(TASK DIRECTIONS) Return every entry from the listing below unaltered.

(RECORDS SHOWN)

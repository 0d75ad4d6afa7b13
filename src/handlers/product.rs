// src/handlers/product.rs
use axum::{
    extract::{Path, State},
    Json,
};
use tracing::{error, instrument};

use crate::dtos::product::ProductResponse;
use crate::error::AppError;
use crate::models::product::ProductWithCategory;
use crate::state::AppState;

const SELECT_PRODUCTS: &str = "SELECT p.id, p.name, p.description, p.price, p.stock, p.category_id,
        c.name AS category_name
 FROM products p
 JOIN categories c ON c.id = p.category_id";

// GET /products - List all products
#[instrument(skip(state))]
pub async fn get_products(
    State(state): State<AppState>,
) -> Result<Json<Vec<ProductResponse>>, AppError> {
    let query = format!("{SELECT_PRODUCTS} ORDER BY p.id");
    match sqlx::query_as::<_, ProductWithCategory>(&query)
        .fetch_all(&state.db_pool)
        .await
    {
        Ok(products) => {
            let response = products.into_iter().map(ProductResponse::from).collect();
            Ok(Json(response))
        }
        Err(e) => {
            error!(?e, "Failed to fetch products");
            Err(e.into())
        }
    }
}

// GET /products/{id} - Get single product
#[instrument(skip(state))]
pub async fn get_product(
    Path(id): Path<i64>,
    State(state): State<AppState>,
) -> Result<Json<ProductResponse>, AppError> {
    let query = format!("{SELECT_PRODUCTS} WHERE p.id = ?");
    let product = sqlx::query_as::<_, ProductWithCategory>(&query)
        .bind(id)
        .fetch_optional(&state.db_pool)
        .await?
        .ok_or_else(|| AppError::not_found("Product not found"))?;

    Ok(Json(ProductResponse::from(product)))
}
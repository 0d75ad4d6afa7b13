// src/main.rs
mod routes;
mod handlers;
mod models;
mod database;
mod middleware;
mod state;
mod dtos;
mod error;
mod config;
mod seed;
#[cfg(test)]
mod test_utils;

use std::net::SocketAddr;

use dotenvy::dotenv;
use tokio::net::TcpListener;
use tracing_subscriber::EnvFilter;

use crate::config::Config;
use crate::error::AppError;

#[tokio::main]
async fn main() {
    // Load environment variables
    dotenv().ok();

    // Initialize logging
    tracing_subscriber::fmt()
        .with_env_filter(EnvFilter::try_from_default_env().unwrap_or_else(|_| EnvFilter::new("info")))
        .init();

    if let Err(e) = run(Config::from_env()).await {
        tracing::error!(error = %e, "Server stopped");
        std::process::exit(1);
    }
}

async fn run(config: Config) -> Result<(), AppError> {
    // Open the store, make sure the tables exist, then fill an empty catalogue
    let db_pool = database::create_pool(&config.database_url).await?;
    database::create_tables(&db_pool).await?;
    let outcome = seed::seed_initial_data(&db_pool).await?;
    tracing::debug!(?outcome, "Seeding finished");

    let app_state = state::AppState::new(db_pool);
    let cors = middleware::cors::cors_layer(&config.cors_allowed_origins);
    let app = routes::create_app(app_state, cors);

    let (listener, addr) = bind_listener(&config).await?;
    tracing::info!("Server running on {}", addr);

    axum::serve(listener, app).await?;
    Ok(())
}

// Try base_port..base_port+20 to avoid crash when address is in use
async fn bind_listener(config: &Config) -> Result<(TcpListener, SocketAddr), AppError> {
    for offset in 0u16..=20 {
        let Some(port) = config.port.checked_add(offset) else {
            break;
        };
        let addr = SocketAddr::from((config.host, port));
        match TcpListener::bind(addr).await {
            Ok(listener) => return Ok((listener, addr)),
            Err(e) => {
                if offset == 0 {
                    tracing::warn!(%addr, error = %e, "Port in use, trying next");
                }
            }
        }
    }
    Err(AppError::config(format!(
        "Failed to bind to any port starting at {} on {}",
        config.port, config.host
    )))
}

(SOLUTION)
repository 0d75ad4d6afa7b13
filename src/handlers/product.rs
// src/handlers/product.rs
use axum::{
    extract::{Path, State},
    Json,
};
use tracing::{error, instrument};

use crate::dtos::product::ProductResponse;
use crate::error::AppError;
use crate::models::product::ProductWithCategory;
use crate::state::AppState;

const SELECT_PRODUCTS: &str = "SELECT p.id, p.name, p.description, p.price, p.stock, p.category_id,
        c.name AS category_name
 FROM products p
 JOIN categories c ON c.id = p.category_id";

// GET /products - List all products
#[instrument(skip(state))]
pub async fn get_products(
    State(state): State<AppState>,
) -> Result<Json<Vec<ProductResponse>>, AppError> {
    let query = format!("{SELECT_PRODUCTS} ORDER BY p.id");
    match sqlx::query_as::<_, ProductWithCategory>(&query)
        .fetch_all(&state.db_pool)
        .await
    {
        Ok(products) => {
            let response = products.into_iter().map(ProductResponse::from).collect();
            Ok(Json(response))
        }
        Err(e) => {
            error!(?e, "Failed to fetch products");
            Err(e.into())
        }
    }
}

// GET /products/{id} - Get single product
#[instrument(skip(state))]
pub async fn get_product(
    Path(id): Path<i64>,
    State(state): State<AppState>,
) -> Result<Json<ProductResponse>, AppError> {
    let query = format!("{SELECT_PRODUCTS} WHERE p.id = ?");
    let product = sqlx::query_as::<_, ProductWithCategory>(&query)
        .bind(id)
        .fetch_optional(&state.db_pool)
        .await?
        .ok_or_else(|| AppError::not_found("Product not found"))?;

    Ok(Json(ProductResponse::from(product)))
}
repository 0d75ad4d6afa7b13
// src/main.rs
mod routes;
mod handlers;
mod models;
mod database;
mod middleware;
mod state;
mod dtos;
mod error;
mod config;
mod seed;
#[cfg(test)]
mod test_utils;

use std::net::SocketAddr;

use dotenvy::dotenv;
use tokio::net::TcpListener;
use tracing_subscriber::EnvFilter;

use crate::config::Config;
use crate::error::AppError;

#[tokio::main]
async fn main() {
    // Load environment variables
    dotenv().ok();

    // Initialize logging
    tracing_subscriber::fmt()
        .with_env_filter(EnvFilter::try_from_default_env().unwrap_or_else(|_| EnvFilter::new("info")))
        .init();

    if let Err(e) = run(Config::from_env()).await {
        tracing::error!(error = %e, "Server stopped");
        std::process::exit(1);
    }
}

async fn run(config: Config) -> Result<(), AppError> {
    // Open the store, make sure the tables exist, then fill an empty catalogue
    let db_pool = database::create_pool(&config.database_url).await?;
    database::create_tables(&db_pool).await?;
    let outcome = seed::seed_initial_data(&db_pool).await?;
    tracing::debug!(?outcome, "Seeding finished");

    let app_state = state::AppState::new(db_pool);
    let cors = middleware::cors::cors_layer(&config.cors_allowed_origins);
    let app = routes::create_app(app_state, cors);

    let (listener, addr) = bind_listener(&config).await?;
    tracing::info!("Server running on {}", addr);

    axum::serve(listener, app).await?;
    Ok(())
}

// Try base_port..base_port+20 to avoid crash when address is in use
async fn bind_listener(config: &Config) -> Result<(TcpListener, SocketAddr), AppError> {
    for offset in 0u16..=20 {
        let Some(port) = config.port.checked_add(offset) else {
            break;
        };
        let addr = SocketAddr::from((config.host, port));
        match TcpListener::bind(addr).await {
            Ok(listener) => return Ok((listener, addr)),
            Err(e) => {
                if offset == 0 {
                    tracing::warn!(%addr, error = %e, "Port in use, trying next");
                }
            }
        }
    }
    Err(AppError::config(format!(
        "Failed to bind to any port starting at {} on {}",
        config.port, config.host
    )))
}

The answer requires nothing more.